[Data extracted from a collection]
----------------

/* ************************************************************************ **
** This file is part of mathkern, and is licensed under EITHER the MIT      **
** license or the Apache 2.0 license, at your option.                       **
**                                                                          **
**     http://www.apache.org/licenses/LICENSE-2.0                           **
**     http://opensource.org/licenses/MIT                                   **
** ************************************************************************ */

//! Elementwise and matrix arithmetic.
//!
//! Each operation has a plain form and a `_rounded` form which rounds every
//! element of the result to `accuracy` decimal places.
//!
//! The `std::ops` impls on `&Matrix` are conveniences for code that has
//! already checked shapes; they panic on a mismatch.

use crate::{Matrix, MatrixError, Result};
use ::mathkern_slice_math::vdot;
use ::std::ops::{Add, Mul, Neg, Sub};

fn zip_with(
    op: &'static str,
    a: &Matrix,
    b: &Matrix,
    f: impl Fn(f64, f64) -> f64,
) -> Result<Matrix> {
    if a.dims() != b.dims() {
        return Err(MatrixError::ShapeMismatch { op, left: a.dims(), right: b.dims() });
    }
    let data = a.row_major_data().iter()
        .zip(b.row_major_data())
        .map(|(&x, &y)| f(x, y))
        .collect();
    Ok(Matrix::from_row_major_data(a.dims(), data))
}

pub fn add(a: &Matrix, b: &Matrix) -> Result<Matrix> { zip_with("add", a, b, |x, y| x + y) }
pub fn sub(a: &Matrix, b: &Matrix) -> Result<Matrix> { zip_with("sub", a, b, |x, y| x - y) }
pub fn neg(a: &Matrix) -> Matrix { a.map(|&x| -x) }
pub fn scale(s: f64, a: &Matrix) -> Matrix { a.map(|&x| s * x) }

pub fn add_rounded(a: &Matrix, b: &Matrix, accuracy: u32) -> Result<Matrix>
{ add(a, b).map(|m| m.round(accuracy)) }

pub fn sub_rounded(a: &Matrix, b: &Matrix, accuracy: u32) -> Result<Matrix>
{ sub(a, b).map(|m| m.round(accuracy)) }

pub fn neg_rounded(a: &Matrix, accuracy: u32) -> Matrix
{ neg(a).round(accuracy) }

pub fn scale_rounded(s: f64, a: &Matrix, accuracy: u32) -> Matrix
{ scale(s, a).round(accuracy) }

/// Matrix product.
///
/// A `1x1` operand on either side is treated as a scalar, so that a quantity
/// like `vᵀ·v` can be used directly as a coefficient.
pub fn mul(a: &Matrix, b: &Matrix) -> Result<Matrix> {
    if a.is_scalar() {
        return Ok(scale(a[(0, 0)], b));
    }
    if b.is_scalar() {
        return Ok(scale(b[(0, 0)], a));
    }
    if a.num_cols() != b.num_rows() {
        return Err(MatrixError::ShapeMismatch { op: "mul", left: a.dims(), right: b.dims() });
    }

    let mut out = Matrix::zeros((a.num_rows(), b.num_cols()));
    for (a_row, out_row) in a.rows().zip(out.rows_mut()) {
        // i-k-j order so the inner loop runs along contiguous rows
        for (&a_ik, b_row) in a_row.iter().zip(b.rows()) {
            if a_ik == 0.0 {
                continue;
            }
            for (o, &b_kj) in out_row.iter_mut().zip(b_row) {
                *o += a_ik * b_kj;
            }
        }
    }
    Ok(out)
}

pub fn mul_rounded(a: &Matrix, b: &Matrix, accuracy: u32) -> Result<Matrix>
{ mul(a, b).map(|m| m.round(accuracy)) }

/// Matrix-vector product `a·v`.
pub fn mul_vec(a: &Matrix, v: &[f64]) -> Result<Vec<f64>> {
    if a.num_cols() != v.len() {
        return Err(MatrixError::ShapeMismatch { op: "mul_vec", left: a.dims(), right: (v.len(), 1) });
    }
    Ok(a.rows().map(|row| vdot(row, v)).collect())
}

pub fn mul_vec_rounded(a: &Matrix, v: &[f64], accuracy: u32) -> Result<Vec<f64>>
{ mul_vec(a, v).map(|v| ::mathkern_slice_math::vround(&v, accuracy)) }

/// Sum of the diagonal of a square matrix.
pub fn trace(a: &Matrix) -> Result<f64> {
    a.require_square("trace")?;
    Ok(a.diagonal().iter().sum())
}

/// Outer product `u·wᵀ`.
pub fn outer(u: &[f64], w: &[f64]) -> Result<Matrix> {
    crate::matrix::check_dims((u.len(), w.len()))?;
    Ok(Matrix::from_fn((u.len(), w.len()), |r, c| u[r] * w[c]))
}

macro_rules! impl_panicking_binop {
    ($Op:ident::$op:ident => $func:path) => {
        impl<'a, 'b> $Op<&'b Matrix> for &'a Matrix {
            type Output = Matrix;

            fn $op(self, other: &'b Matrix) -> Matrix {
                $func(self, other).unwrap_or_else(|e| panic!("{}", e))
            }
        }
    };
}

impl_panicking_binop!(Add::add => add);
impl_panicking_binop!(Sub::sub => sub);
impl_panicking_binop!(Mul::mul => mul);

impl<'a> Mul<&'a Matrix> for f64 {
    type Output = Matrix;
    fn mul(self, m: &'a Matrix) -> Matrix { scale(self, m) }
}

impl<'a> Neg for &'a Matrix {
    type Output = Matrix;
    fn neg(self) -> Matrix { neg(self) }
}
/* ************************************************************************ **
** This file is part of mathkern, and is licensed under EITHER the MIT      **
** license or the Apache 2.0 license, at your option.                       **
**                                                                          **
**     http://www.apache.org/licenses/LICENSE-2.0                           **
**     http://opensource.org/licenses/MIT                                   **
** ************************************************************************ */

use crate::FailResult;
use crate::ui::color::paint;

use ::log::{Level, LevelFilter};
use ::std::fmt;
use ::std::path::{Path, PathBuf};

/// Crates whose `trace!`/`debug!` output is interesting when asked for.
const KERNEL_CRATES: &[&str] = &[
    "mathkern_algebra",
    "mathkern_linalg",
    "mathkern_matrix",
];

/// Builder-style setup for logging
#[derive(Debug, Clone, Default)]
pub struct GlobalLogger {
    path: Option<PathBuf>,
    verbosity: Verbosity,
}

#[derive(Debug, Copy, Clone, PartialEq, Eq, PartialOrd, Ord)]
enum Verbosity { Default, Loud, Deafening }

impl Default for Verbosity {
    fn default() -> Self { Verbosity::Default }
}

impl GlobalLogger {
    /// Also write the log to a file.
    pub fn path<P: AsRef<Path>>(&mut self, path: P) -> &mut Self
    { self.path = Some(path.as_ref().to_owned()); self }

    /// Any integer will be accepted; the level will be truncated
    /// to the most extreme value supported.
    pub fn verbosity(&mut self, level: i32) -> &mut Self
    {
        self.verbosity = match level {
            i32::MIN..=0 => Verbosity::Default,
            1 => Verbosity::Loud,
            _ => Verbosity::Deafening,
        };
        self
    }

    fn kernel_level(&self) -> LevelFilter {
        match self.verbosity {
            Verbosity::Default => LevelFilter::Info,
            Verbosity::Loud => LevelFilter::Debug,
            Verbosity::Deafening => LevelFilter::Trace,
        }
    }

    /// Install the logger.  Only the first call in a process can succeed.
    pub fn apply(&mut self) -> FailResult<()>
    {
        use ::std::time::Instant;

        let start = Instant::now();
        let mut fern = ::fern::Dispatch::new()
            .format(move |out, message, record| {
                let t = start.elapsed();
                out.finish(format_args!("[{:>4}.{:03}s][{}][{}] {}",
                    t.as_secs(),
                    t.subsec_millis(),
                    record.target(),
                    ColorizedLevel(record.level()),
                    message))
            })
            .level(LevelFilter::Warn)
            .level_for("mathkern_tasks", LevelFilter::Debug)
            .level_for("mathkern_tasks_config", LevelFilter::Debug);

        for &krate in KERNEL_CRATES {
            fern = fern.level_for(krate, self.kernel_level());
        }

        // stdout is reserved for the report
        fern = fern.chain(::std::io::stderr());
        if let Some(path) = self.path.as_ref() {
            fern = fern.chain(::fern::log_file(path)?);
        }

        fern.apply()?;
        Ok(())
    }
}

#[derive(Debug, Copy, Clone)]
pub struct ColorizedLevel(pub Level);
impl fmt::Display for ColorizedLevel {
    fn fmt(&self, f: &mut fmt::Formatter<'_>) -> fmt::Result {
        let style = match self.0 {
            Level::Error => ::ansi_term::Colour::Red.bold(),
            Level::Warn  => ::ansi_term::Colour::Red.normal(),
            Level::Info  => ::ansi_term::Colour::Cyan.bold(),
            Level::Debug => ::ansi_term::Colour::Yellow.dimmed(),
            Level::Trace => ::ansi_term::Colour::Cyan.normal(),
        };
        write!(f, "{}", paint(style, self.0))
    }
}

----------------

Aim of the task: Each line above with the string "other" should be reported in full.

Answer to the exercise:
            fn $op(self, other: &'b Matrix) -> Matrix {
                $func(self, other).unwrap_or_else(|e| panic!("{}", e))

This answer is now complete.